At the time of its birth, Trino was designed to fill the gap between Facebook's internal real-time query and ETL processing. The core goal of Trino is to provide interactive query, which is what we often call Ad-Hoc Query. Many companies use it as an OLAP computing engine. In recent years, business scenarios have become more and more complex. In addition to interactive query scenarios, many companies also need to take into account batch processing operations. Technology leaders have begun to think about how to use Trino for batch processing of large data sets.

2 Limitations of the traditional Trino architecture

In the traditional Trino running architecture, Trino pre-plans all tasks for processing specific queries. These tasks are related to each other, and the result of one task is the input of the next task. For MPP engines, this interdependence is necessary. Once any task fails during this process, the entire task chain will be destroyed, causing the entire SQL execution to exit.

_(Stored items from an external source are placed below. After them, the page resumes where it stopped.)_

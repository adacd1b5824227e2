//! Domain models for the Stormcast forecasting engine

mod accuracy;
mod analysis;
mod forecast;
mod measurement;
mod trigger;
mod warning;

pub use accuracy::*;
pub use analysis::*;
pub use forecast::*;
pub use measurement::*;
pub use trigger::*;
pub use warning::*;

use thiserror::Error;

/// Errors raised while interpreting textual model values
#[derive(Error, Debug, Clone, PartialEq, Eq)]
pub enum ModelError {
    #[error("Unknown severity: {0}")]
    UnknownSeverity(String),

    #[error("Unknown alert level: {0}")]
    UnknownAlertLevel(String),

    #[error("Unknown forecast method: {0}")]
    UnknownMethod(String),

    #[error("Unknown forecast field: {0}")]
    UnknownField(String),
}
//! Storm assessment models

use std::fmt;
use std::str::FromStr;

use chrono::{DateTime, Utc};
use serde::{Deserialize, Serialize};

use super::ModelError;

/// Alert level attached to a storm assessment
#[derive(Debug, Clone, Copy, Serialize, Deserialize, PartialEq, Eq, PartialOrd, Ord, Default)]
#[serde(rename_all = "UPPERCASE")]
pub enum AlertLevel {
    #[default]
    Low,
    Medium,
    High,
    Critical,
}

impl AlertLevel {
    /// Levels that warrant an outbound storm alert
    pub fn is_alerting(&self) -> bool {
        matches!(self, AlertLevel::High | AlertLevel::Critical)
    }
}

impl fmt::Display for AlertLevel {
    fn fmt(&self, f: &mut fmt::Formatter<'_>) -> fmt::Result {
        let s = match self {
            AlertLevel::Low => "LOW",
            AlertLevel::Medium => "MEDIUM",
            AlertLevel::High => "HIGH",
            AlertLevel::Critical => "CRITICAL",
        };
        f.write_str(s)
    }
}

impl FromStr for AlertLevel {
    type Err = ModelError;

    fn from_str(s: &str) -> Result<Self, Self::Err> {
        match s.trim().to_ascii_uppercase().as_str() {
            "LOW" => Ok(AlertLevel::Low),
            "MEDIUM" | "MODERATE" => Ok(AlertLevel::Medium),
            "HIGH" => Ok(AlertLevel::High),
            "CRITICAL" | "EXTREME" => Ok(AlertLevel::Critical),
            _ => Err(ModelError::UnknownAlertLevel(s.to_string())),
        }
    }
}

/// Qualitative storm judgement returned with a reasoning-based forecast
#[derive(Debug, Clone, Serialize, Deserialize, PartialEq)]
pub struct StormAssessment {
    pub storm_detected: bool,
    /// Confidence in [0, 1]
    pub confidence: f64,
    pub alert_level: AlertLevel,
    #[serde(default, skip_serializing_if = "Option::is_none")]
    pub predicted_arrival: Option<DateTime<Utc>>,
    #[serde(default, skip_serializing_if = "Option::is_none")]
    pub predicted_intensity: Option<String>,
    pub summary: String,
    #[serde(default)]
    pub recommendations: Vec<String>,
}

impl Default for StormAssessment {
    fn default() -> Self {
        Self {
            storm_detected: false,
            confidence: 0.0,
            alert_level: AlertLevel::Low,
            predicted_arrival: None,
            predicted_intensity: None,
            summary: String::new(),
            recommendations: Vec::new(),
        }
    }
}

#[cfg(test)]
mod tests {
    use super::*;

    #[test]
    fn test_alert_level_parsing() {
        assert_eq!("high".parse::<AlertLevel>(), Ok(AlertLevel::High));
        assert_eq!("Critical".parse::<AlertLevel>(), Ok(AlertLevel::Critical));
        assert!("severe-ish".parse::<AlertLevel>().is_err());
        assert!(AlertLevel::High.is_alerting());
        assert!(!AlertLevel::Medium.is_alerting());
    }

    #[test]
    fn test_assessment_wire_format() {
        let json = r#"{"storm_detected":true,"confidence":0.8,"alert_level":"HIGH","summary":"cells approaching"}"#;
        let parsed: StormAssessment = serde_json::from_str(json).unwrap();
        assert!(parsed.storm_detected);
        assert_eq!(parsed.alert_level, AlertLevel::High);
        assert!(parsed.recommendations.is_empty());
    }
}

The process of Trino executing SQL tasks is as shown below (from Trino official website):

2.png

advantage:

Data is streamed through tasks without intermediate checkpoints, resulting in high throughput and low latency.

insufficient:

  • Lack of fine-grained failure recovery, if a problem occurs, you can only run the entire Query from scratch
  • Completely relies on memory resources for data loading and exchange
  • Once the execution plan is determined, it cannot be flexibly adjusted according to the actual implementation progress.

3 Trino Fault Tolerant Execution Architecture (FTE)

The Trino open source community has designed a new fault-tolerant execution architecture that allows us to implement advanced resource-aware scheduling with fine-grained retries. The project is codenamed "Tardigrade".

Project Tardigrade aims to break down the old all-or-nothing implementation barrier. It brings many new opportunities for resource management, adaptive query optimization, and failure recovery. The project is named after the tardigrade, the world's most indestructible creature, similar to the robustness FTE brings to Trino.

3.png

The following are some intuitive effects brought by the Tardigrade project:

  • When a long-running SQL Query encounters a failure, it does not have to be run from scratch;
  • When Query requires more memory than is currently available in the cluster, it can still run successfully;
  • When multiple queries are submitted at the same time, they can share resources in a fair way and run steadily.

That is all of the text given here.